The purpose of this study was to systematically examine and meta-analyze the literature on the association between premorbid angiotensin-converting enzyme inhibitors or angiotensin II receptor blockers (ACEI/ARB) use and short-term mortality in patients with sepsis. Studies meeting the following criteria were retrieved from the databases MEDLINE, COCHRANE CENTRAL REGISTER OF CONTROLLED TRIALS, and EMBASE. PROSPERO is aware of the protocol (CRD42022309129).
These are the requirements for participation: individuals with sepsis who were 16 or older and who either had premorbid ACEI/ARB or did not receive premorbid ACEI/ARB; or were enrolled in randomized controlled trials. Extracted data included patient and study characteristics and outcomes. Random-effects models were utilized for presentation of all analyses. About 30 day in-hospital or intensive care unit (ICU) mortality was the main endpoint. Acute renal damage was a secondary result. The number of eligible studies was 15, with a total of (N=96,159). 11 trials with a total of 40,360 participants provided unadjusted mortality rates in the short term.

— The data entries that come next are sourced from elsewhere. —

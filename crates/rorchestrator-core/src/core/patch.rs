// rorchestrator-core/src/core/patch.rs
// ============================================================================
// Module: Config Patch Parsing
// Description: Strict v1 patch document parsing with validation findings.
// Purpose: Produce the per-flow/per-stage view the engine and tooling share.
// Dependencies: rorchestrator-gate, serde, serde_json, crate::core
// ============================================================================

//! ## Overview
//! The config patch is a versioned JSON document attaching per-stage
//! parameters to flows: fan-out bound, failure policy, and the module list
//! with per-module arguments and gates. Parsing is strict and all-or-nothing
//! per call: the first error aborts with the failing [`Finding`]; warnings
//! accumulate on the returned document. The field names of schema v1 are a
//! public contract shared with the diff, explain, and preview tooling.

// ============================================================================
// SECTION: Imports
// ============================================================================

use std::collections::BTreeMap;

use rorchestrator_gate::Gate;
use rorchestrator_gate::GateParseError;
use rorchestrator_gate::SelectorName;
use rorchestrator_gate::SelectorRegistry;
use rorchestrator_gate::gate_from_json;
use serde::Deserialize;
use serde::Serialize;
use serde_json::Map;
use serde_json::Value;

use crate::core::blueprint::FailurePolicy;
use crate::core::catalog::ModuleCatalog;
use crate::core::identifiers::ModuleId;
use crate::core::identifiers::ModuleTypeId;

// ============================================================================
// SECTION: Validation Codes
// ============================================================================

/// Fixed codes carried by patch validation findings.
pub mod cfg_codes {
    /// Patch body is not valid JSON.
    pub const CFG_INVALID_JSON: &str = "CFG_INVALID_JSON";
    /// Schema version is missing or unsupported.
    pub const CFG_SCHEMA_VERSION: &str = "CFG_SCHEMA_VERSION";
    /// An object carries a field outside its schema.
    pub const CFG_UNKNOWN_FIELD: &str = "CFG_UNKNOWN_FIELD";
    /// A field carries a value of the wrong shape or range.
    pub const CFG_INVALID_VALUE: &str = "CFG_INVALID_VALUE";
    /// A module id repeats within one stage.
    pub const CFG_DUPLICATE_MODULE_ID: &str = "CFG_DUPLICATE_MODULE_ID";
    /// A module `use` does not resolve in the supplied catalog.
    pub const CFG_MODULE_NOT_REGISTERED: &str = "CFG_MODULE_NOT_REGISTERED";
    /// A gate object carries zero or multiple discriminant keys, or an
    /// unknown one.
    pub const CFG_GATE_UNKNOWN_TYPE: &str = "CFG_GATE_UNKNOWN_TYPE";
    /// A composite gate carries no children.
    pub const CFG_GATE_EMPTY_COMPOSITE: &str = "CFG_GATE_EMPTY_COMPOSITE";
    /// A gate tree nests deeper than the limit.
    pub const CFG_GATE_TOO_DEEP: &str = "CFG_GATE_TOO_DEEP";
    /// A request gate names a field outside the allowed set.
    pub const CFG_GATE_REQUEST_FIELD_NOT_ALLOWED: &str = "CFG_GATE_REQUEST_FIELD_NOT_ALLOWED";
    /// A selector gate names a selector absent from the supplied registry.
    pub const CFG_SELECTOR_NOT_REGISTERED: &str = "CFG_SELECTOR_NOT_REGISTERED";
    /// A stage configures an empty module list.
    pub const CFG_EMPTY_MODULES: &str = "CFG_EMPTY_MODULES";
}

// ============================================================================
// SECTION: Findings
// ============================================================================

/// Severity of a validation finding.
#[derive(Debug, Clone, Copy, PartialEq, Eq, Serialize, Deserialize)]
#[serde(rename_all = "snake_case")]
pub enum Severity {
    /// The patch is unusable as written.
    Error,
    /// The patch is usable but suspicious.
    Warning,
}

/// One validation finding with its location.
#[derive(Debug, Clone, PartialEq, Eq, Serialize, Deserialize)]
pub struct Finding {
    /// Finding severity.
    pub severity: Severity,
    /// Stable finding code (see [`cfg_codes`]).
    pub code: String,
    /// Dotted path to the offending location.
    pub path: String,
    /// Human-readable description.
    pub message: String,
}

impl Finding {
    /// Creates an error finding.
    #[must_use]
    pub fn error(code: &str, path: impl Into<String>, message: impl Into<String>) -> Self {
        Self {
            severity: Severity::Error,
            code: code.to_string(),
            path: path.into(),
            message: message.into(),
        }
    }

    /// Creates a warning finding.
    #[must_use]
    pub fn warning(code: &str, path: impl Into<String>, message: impl Into<String>) -> Self {
        Self {
            severity: Severity::Warning,
            code: code.to_string(),
            path: path.into(),
            message: message.into(),
        }
    }
}

// ============================================================================
// SECTION: Parsed Document
// ============================================================================

/// One configured module entry of a stage.
#[derive(Debug, Clone, PartialEq)]
pub struct ModuleEntry {
    /// Module id, unique within the stage.
    pub id: ModuleId,
    /// Module type resolved through the catalog.
    pub module_type: ModuleTypeId,
    /// Module-defined `with` parameters.
    pub params: Value,
    /// Optional gate controlling whether the module runs.
    pub gate: Option<Gate>,
}

/// Parsed per-stage configuration.
#[derive(Debug, Clone, PartialEq, Default)]
pub struct StagePatch {
    /// Fan-out bound override.
    pub fanout_max: Option<usize>,
    /// Failure policy override.
    pub failure_policy: Option<FailurePolicy>,
    /// Configured module entries in declaration order.
    pub modules: Vec<ModuleEntry>,
}

/// Parsed per-flow configuration.
#[derive(Debug, Clone, PartialEq, Default)]
pub struct FlowPatch {
    /// Stage configurations keyed by stage name.
    pub stages: BTreeMap<String, StagePatch>,
}

/// Parsed patch document with accumulated warnings.
#[derive(Debug, Clone, PartialEq, Default)]
pub struct PatchDocument {
    /// Flow configurations keyed by flow name.
    pub flows: BTreeMap<String, FlowPatch>,
    /// Non-fatal findings collected during parsing.
    pub warnings: Vec<Finding>,
}

impl PatchDocument {
    /// Returns the configuration for a stage of a flow, if present.
    #[must_use]
    pub fn stage(&self, flow: &str, stage: &str) -> Option<&StagePatch> {
        self.flows.get(flow).and_then(|patch| patch.stages.get(stage))
    }
}

// ============================================================================
// SECTION: Parse Context
// ============================================================================

/// Optional reference material strengthening validation.
#[derive(Clone, Copy, Default)]
pub struct PatchContext<'a> {
    /// Catalog used to resolve module `use` strings, when available.
    pub catalog: Option<&'a ModuleCatalog>,
    /// Selector registry used to resolve selector gates, when available.
    pub selectors: Option<&'a SelectorRegistry>,
}

impl PatchContext<'_> {
    /// Creates a context without reference material.
    #[must_use]
    pub const fn empty() -> Self {
        Self {
            catalog: None,
            selectors: None,
        }
    }
}

// ============================================================================
// SECTION: Parsing
// ============================================================================

/// Schema version accepted by this parser.
const SCHEMA_VERSION: &str = "v1";

/// Parses and validates a patch document.
///
/// # Errors
///
/// Returns the first error [`Finding`]; parsing is all-or-nothing per call.
pub fn parse_patch(patch_json: &str, ctx: &PatchContext<'_>) -> Result<PatchDocument, Finding> {
    let root: Value = serde_json::from_str(patch_json).map_err(|err| {
        Finding::error(cfg_codes::CFG_INVALID_JSON, "", format!("patch is not valid JSON: {err}"))
    })?;
    let Value::Object(entries) = &root else {
        return Err(Finding::error(cfg_codes::CFG_INVALID_JSON, "", "patch root must be an object"));
    };

    for key in entries.keys() {
        if key != "schemaVersion" && key != "flows" {
            return Err(Finding::error(
                cfg_codes::CFG_UNKNOWN_FIELD,
                key.clone(),
                format!("unknown top-level field '{key}'"),
            ));
        }
    }

    let version = entries.get("schemaVersion").and_then(Value::as_str);
    if version != Some(SCHEMA_VERSION) {
        return Err(Finding::error(
            cfg_codes::CFG_SCHEMA_VERSION,
            "schemaVersion",
            format!("schemaVersion must be '{SCHEMA_VERSION}'"),
        ));
    }

    let mut document = PatchDocument::default();
    let Some(flows) = entries.get("flows") else {
        return Ok(document);
    };
    let Value::Object(flows) = flows else {
        return Err(Finding::error(cfg_codes::CFG_INVALID_VALUE, "flows", "flows must be an object"));
    };

    for (flow_name, flow_value) in flows {
        let path = format!("flows.{flow_name}");
        let flow_patch = parse_flow(flow_value, &path, ctx, &mut document.warnings)?;
        document.flows.insert(flow_name.clone(), flow_patch);
    }

    Ok(document)
}

/// Parses one flow object.
fn parse_flow(
    value: &Value,
    path: &str,
    ctx: &PatchContext<'_>,
    warnings: &mut Vec<Finding>,
) -> Result<FlowPatch, Finding> {
    let entries = require_object(value, path)?;
    for key in entries.keys() {
        if key != "stages" {
            return Err(Finding::error(
                cfg_codes::CFG_UNKNOWN_FIELD,
                format!("{path}.{key}"),
                format!("unknown flow field '{key}'"),
            ));
        }
    }

    let mut flow_patch = FlowPatch::default();
    if let Some(stages) = entries.get("stages") {
        let stage_path = format!("{path}.stages");
        let stages = require_object(stages, &stage_path)?;
        for (stage_name, stage_value) in stages {
            let path = format!("{stage_path}.{stage_name}");
            let stage_patch = parse_stage(stage_value, &path, ctx, warnings)?;
            flow_patch.stages.insert(stage_name.clone(), stage_patch);
        }
    }
    Ok(flow_patch)
}
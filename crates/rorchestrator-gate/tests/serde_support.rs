// rorchestrator-gate/tests/serde_support.rs
// ============================================================================
// Module: Gate JSON Tests
// Description: Tests for strict gate JSON decoding and encoding.
// ============================================================================
//! ## Overview
//! Validates single-discriminant parsing, structured parse errors, and the
//! encode/decode agreement for representative trees.

#![allow(
    clippy::panic,
    clippy::print_stdout,
    clippy::print_stderr,
    clippy::unwrap_used,
    clippy::expect_used,
    clippy::use_debug,
    clippy::dbg_macro,
    clippy::panic_in_result_fn,
    clippy::unwrap_in_result,
    reason = "Test-only output and panic-based assertions are permitted."
)]

use rorchestrator_gate::Gate;
use rorchestrator_gate::GateParseError;
use rorchestrator_gate::RequestAttrField;
use rorchestrator_gate::gate_from_json;
use rorchestrator_gate::gate_to_json;
use serde_json::json;

// ============================================================================
// SECTION: Decoding
// ============================================================================

/// Tests decoding of every leaf kind.
#[test]
fn test_decode_leaves() {
    let gate = gate_from_json(&json!({
        "experiment": { "layer": "L", "variants": ["A", "B"] }
    }))
    .unwrap();
    assert_eq!(gate, Gate::experiment("L", vec!["A".to_string(), "B".to_string()]));

    let gate = gate_from_json(&json!({ "rollout": { "percent": 25, "salt": "s" } })).unwrap();
    assert_eq!(gate, Gate::rollout(25, "s").unwrap());

    let gate = gate_from_json(&json!({
        "requestAttr": { "field": "appVersion", "values": ["1.2.3"] }
    }))
    .unwrap();
    assert_eq!(gate, Gate::request_attr(RequestAttrField::AppVersion, vec!["1.2.3".to_string()]));

    let gate = gate_from_json(&json!({ "selector": "beta-cohort" })).unwrap();
    assert_eq!(gate, Gate::selector("beta-cohort"));
}

/// Tests decoding of nested composites.
#[test]
fn test_decode_composites() {
    let gate = gate_from_json(&json!({
        "all": [
            { "selector": "a" },
            { "not": { "any": [ { "selector": "b" }, { "selector": "c" } ] } }
        ]
    }))
    .unwrap();

    let expected = Gate::all(vec![
        Gate::selector("a"),
        Gate::negate(Gate::any(vec![Gate::selector("b"), Gate::selector("c")]).unwrap()),
    ])
    .unwrap();
    assert_eq!(gate, expected);
}

// ============================================================================
// SECTION: Parse Errors
// ============================================================================

/// Tests that zero and multiple discriminant keys map to the same error.
#[test]
fn test_discriminant_cardinality() {
    let err = gate_from_json(&json!({})).unwrap_err();
    assert!(matches!(
        err,
        GateParseError::UnknownType {
            ..
        }
    ));

    let err = gate_from_json(&json!({ "selector": "a", "rollout": { "percent": 1, "salt": "s" } }))
        .unwrap_err();
    let GateParseError::UnknownType {
        keys,
    } = err
    else {
        panic!("expected UnknownType, got {err:?}");
    };
    assert_eq!(keys, vec!["rollout".to_string(), "selector".to_string()]);
}

/// Tests that unknown discriminants and non-objects are rejected.
#[test]
fn test_unknown_type() {
    let err = gate_from_json(&json!({ "mystery": {} })).unwrap_err();
    assert!(matches!(
        err,
        GateParseError::UnknownType {
            ..
        }
    ));

    let err = gate_from_json(&json!("selector")).unwrap_err();
    assert!(matches!(
        err,
        GateParseError::UnknownType {
            ..
        }
    ));
}

/// Tests that empty composites are rejected during decoding.
#[test]
fn test_empty_composite() {
    let err = gate_from_json(&json!({ "all": [] })).unwrap_err();
    assert_eq!(
        err,
        GateParseError::EmptyComposite {
            kind: "all",
        }
    );
    let err = gate_from_json(&json!({ "any": [] })).unwrap_err();
    assert_eq!(
        err,
        GateParseError::EmptyComposite {
            kind: "any",
        }
    );
}

/// Tests that trees deeper than the limit are rejected.
#[test]
fn test_too_deep() {
    let mut value = json!({ "selector": "leaf" });
    for _ in 0..10 {
        value = json!({ "not": value });
    }
    let err = gate_from_json(&value).unwrap_err();
    assert!(matches!(
        err,
        GateParseError::TooDeep {
            ..
        }
    ));
}

/// Tests that disallowed request fields are rejected.
#[test]
fn test_request_field_not_allowed() {
    let err = gate_from_json(&json!({
        "requestAttr": { "field": "userAgent", "values": ["x"] }
    }))
    .unwrap_err();
    assert_eq!(
        err,
        GateParseError::RequestFieldNotAllowed {
            field: "userAgent".to_string(),
        }
    );
}

/// Tests that out-of-range percentages surface as invalid values.
#[test]
fn test_percent_out_of_range() {
    let err =
        gate_from_json(&json!({ "rollout": { "percent": 150, "salt": "s" } })).unwrap_err();
    assert!(matches!(
        err,
        GateParseError::InvalidValue {
            ..
        }
    ));
}

// ============================================================================
// SECTION: Encoding
// ============================================================================

/// Tests that encoding a decoded tree reproduces the source document.
#[test]
fn test_encode_round_trip() {
    let source = json!({
        "any": [
            { "experiment": { "layer": "L", "variants": ["A"] } },
            { "all": [
                { "rollout": { "percent": 50, "salt": "s" } },
                { "requestAttr": { "field": "region", "values": ["eu", "us"] } }
            ] }
        ]
    });
    let gate = gate_from_json(&source).unwrap();
    assert_eq!(gate_to_json(&gate), source);
}
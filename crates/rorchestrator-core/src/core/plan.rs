// rorchestrator-core/src/core/plan.rs
// ============================================================================
// Module: Plan Compilation
// Description: Blueprint validation against the catalog and plan hashing.
// Purpose: Produce immutable, hashed plan templates and their explains.
// Dependencies: rorchestrator-gate (FNV-1a-64), serde, crate::core
// ============================================================================

//! ## Overview
//! Compilation turns a [`FlowBlueprint`] into an executable [`PlanTemplate`]:
//! every step's module type is resolved in the catalog, the single-request-
//! type invariant is enforced, the terminal join's output type is checked
//! against the flow's response type, and the deterministic 64-bit plan hash
//! is computed over the canonical encoding. Compilation is side-effect free;
//! equal blueprints always produce equal hashes.

// ============================================================================
// SECTION: Imports
// ============================================================================

use std::collections::BTreeMap;
use std::fmt;
use std::marker::PhantomData;
use std::sync::Arc;

use rorchestrator_gate::Fnv64;
use serde::Serialize;
use thiserror::Error;

use crate::core::blueprint::FlowBlueprint;
use crate::core::blueprint::JoinReducer;
use crate::core::blueprint::NodeDetail;
use crate::core::blueprint::NodeKind;
use crate::core::blueprint::StageContract;
use crate::core::catalog::ModuleCatalog;
use crate::core::hashing::TypeToken;
use crate::core::hashing::format_plan_hash;
use crate::core::identifiers::FlowName;
use crate::core::identifiers::ModuleTypeId;
use crate::core::identifiers::NodeName;
use crate::core::identifiers::StageName;

// ============================================================================
// SECTION: Plan Nodes
// ============================================================================

/// Kind-specific payload of a compiled node.
pub(crate) enum PlanNodeDetail {
    /// Step node with its resolved catalog signature.
    Step {
        /// Module type resolved in the catalog.
        module_type: ModuleTypeId,
        /// Registered request type of the module.
        args: TypeToken,
        /// Registered output type of the module.
        out: TypeToken,
    },
    /// Join node with its reducer and output type.
    Join {
        /// Erased reducer closure shared with the blueprint.
        reducer: Arc<JoinReducer>,
        /// Declared output type of the reducer.
        output: TypeToken,
    },
}

impl fmt::Debug for PlanNodeDetail {
    fn fmt(&self, f: &mut fmt::Formatter<'_>) -> fmt::Result {
        match self {
            Self::Step {
                module_type,
                args,
                out,
            } => f
                .debug_struct("Step")
                .field("module_type", module_type)
                .field("args", args)
                .field("out", out)
                .finish(),
            Self::Join {
                output, ..
            } => f.debug_struct("Join").field("reducer", &"<fn>").field("output", output).finish(),
        }
    }
}

/// Compiled, immutable plan node.
pub struct PlanNode {
    /// Position within the plan's node list.
    pub index: usize,
    /// Node name, unique within the flow.
    pub name: NodeName,
    /// Stage the node belongs to.
    pub stage: StageName,
    /// Kind-specific payload.
    pub(crate) detail: PlanNodeDetail,
}

impl fmt::Debug for PlanNode {
    fn fmt(&self, f: &mut fmt::Formatter<'_>) -> fmt::Result {
        f.debug_struct("PlanNode")
            .field("index", &self.index)
            .field("name", &self.name)
            .field("stage", &self.stage)
            .field("detail", &self.detail)
            .finish()
    }
}
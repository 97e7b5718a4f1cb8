// rorchestrator-core/src/runtime/explain.rs
// ============================================================================
// Module: Execution Explain
// Description: Optional per-node execution trace records.
// Purpose: Collect node outcomes in engine-observed completion order.
// Dependencies: rorchestrator-gate, serde, std::sync
// ============================================================================

//! ## Overview
//! When a context enables explain, the engine appends one record per
//! completed node: step records in completion order, the stage's join record
//! after them. Records are immutable once emitted; the collector serializes
//! writes internally so in-stage fan-out needs no external locking.

// ============================================================================
// SECTION: Imports
// ============================================================================

use std::sync::Mutex;

use rorchestrator_gate::GateDecision;
use serde::Serialize;

// ============================================================================
// SECTION: Records
// ============================================================================

/// One node-level execution record.
#[derive(Debug, Clone, PartialEq, Eq, Serialize)]
pub struct ExplainRecord {
    /// Node name (module id for config-driven fan-out steps).
    pub node: String,
    /// Stage the node ran in.
    pub stage: String,
    /// Node kind label (`step` or `join`).
    pub kind: String,
    /// Outcome kind label.
    pub outcome_kind: String,
    /// Outcome reason code; empty for ok.
    pub outcome_code: String,
    /// Module id for step records.
    pub module_id: Option<String>,
    /// Module type for step records.
    pub module_type: Option<String>,
    /// Gate decision when a gate was evaluated for the node.
    pub gate: Option<GateDecision>,
    /// Node duration in milliseconds; zero for skipped nodes.
    pub duration_ms: u64,
}

/// Ordered per-invocation execution trace.
#[derive(Debug, Clone, PartialEq, Eq, Serialize, Default)]
pub struct ExecExplain {
    /// Node records in engine-observed completion order.
    pub records: Vec<ExplainRecord>,
}

// ============================================================================
// SECTION: Collector
// ============================================================================

/// Internally synchronized explain record collector.
#[derive(Debug, Default)]
pub(crate) struct ExplainCollector {
    /// Collected records behind the serialization lock.
    records: Mutex<Vec<ExplainRecord>>,
}

impl ExplainCollector {
    /// Appends a record; poisoned locks drop the record rather than panic.
    pub(crate) fn record(&self, record: ExplainRecord) {
        if let Ok(mut records) = self.records.lock() {
            records.push(record);
        }
    }

    /// Takes the collected trace, leaving the collector empty.
    pub(crate) fn take(&self) -> ExecExplain {
        let records =
            self.records.lock().map(|mut records| std::mem::take(&mut *records)).unwrap_or_default();
        ExecExplain {
            records,
        }
    }
}
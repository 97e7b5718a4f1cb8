// rorchestrator-core/src/core/snapshot.rs
// ============================================================================
// Module: Config Snapshots
// Description: Versioned config snapshot value and the empty provider.
// Purpose: Carry the patch document the engine resolves once per context.
// Dependencies: async-trait, serde, crate::interfaces
// ============================================================================

//! ## Overview
//! A [`ConfigSnapshot`] is an immutable value: a config version, the raw
//! patch JSON, and provenance metadata. The engine never mutates snapshots;
//! a flow context resolves one snapshot at most once per invocation through
//! its [`SnapshotProvider`](crate::interfaces::SnapshotProvider).

// ============================================================================
// SECTION: Imports
// ============================================================================

use async_trait::async_trait;
use serde::Deserialize;
use serde::Serialize;

use crate::interfaces::SnapshotError;
use crate::interfaces::SnapshotProvider;

// ============================================================================
// SECTION: Snapshot Value
// ============================================================================

/// Provenance metadata of a config snapshot.
#[derive(Debug, Clone, PartialEq, Eq, Serialize, Deserialize)]
pub struct SnapshotMeta {
    /// Origin of the snapshot (store name, service, or test fixture).
    pub source: String,
    /// ISO-8601 timestamp the snapshot was produced at.
    pub timestamp_utc: String,
    /// Overlay names merged into the patch, in application order.
    pub overlays: Vec<String>,
}

/// Immutable, versioned view over the dynamic flow configuration.
#[derive(Debug, Clone, PartialEq, Eq, Serialize, Deserialize)]
pub struct ConfigSnapshot {
    /// Monotonic config version.
    pub config_version: u64,
    /// Raw patch JSON in schema v1.
    pub patch_json: String,
    /// Provenance metadata.
    pub meta: SnapshotMeta,
}

impl ConfigSnapshot {
    /// Creates a snapshot with the given version and patch body.
    #[must_use]
    pub fn new(config_version: u64, patch_json: impl Into<String>, meta: SnapshotMeta) -> Self {
        Self {
            config_version,
            patch_json: patch_json.into(),
            meta,
        }
    }

    /// Creates an empty v1 snapshot configuring no flows.
    #[must_use]
    pub fn empty(source: impl Into<String>) -> Self {
        Self {
            config_version: 0,
            patch_json: r#"{"schemaVersion":"v1","flows":{}}"#.to_string(),
            meta: SnapshotMeta {
                source: source.into(),
                timestamp_utc: String::new(),
                overlays: Vec::new(),
            },
        }
    }
}

// ============================================================================
// SECTION: Empty Provider
// ============================================================================

/// Provider yielding an empty snapshot; the default for new contexts.
#[derive(Debug, Clone, Copy, Default)]
pub struct EmptySnapshotProvider;

#[async_trait]
impl SnapshotProvider for EmptySnapshotProvider {
    async fn fetch(&self) -> Result<ConfigSnapshot, SnapshotError> {
        Ok(ConfigSnapshot::empty("empty"))
    }
}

Short-term mortality was associated with premorbid ACEI/ARB use at a pooled odds ratio (OR) of Oral Relative Risk (OR)=0.86; 95% CI = 0.67-1.11; (P=0.24); I2 = 88%. There were 5 studies that presented adjusted odds ratios for short-term mortality associated with ACEI/ARB use prior to diagnosis. In this case, the odds ratio is 0.74 (95% CI: 0.59 to 0.93), the significance level is (P<0.01), and the inter-observer agreement is 93%. The pooled adjusted OR for acute kidney injury (AKI) when ACEI/ARBs were used beforehand was as follows, according to 7 studies: The odds ratio was 1.57 (95% CI, 1.26-1.96), (P<0.01), and the inter-observer variability was 69%. Despite the greatly increased risk of AKI, this meta-analysis found that premorbid ACEI/ARB use was linked with significantly decreased short-term mortality in patients with sepsis.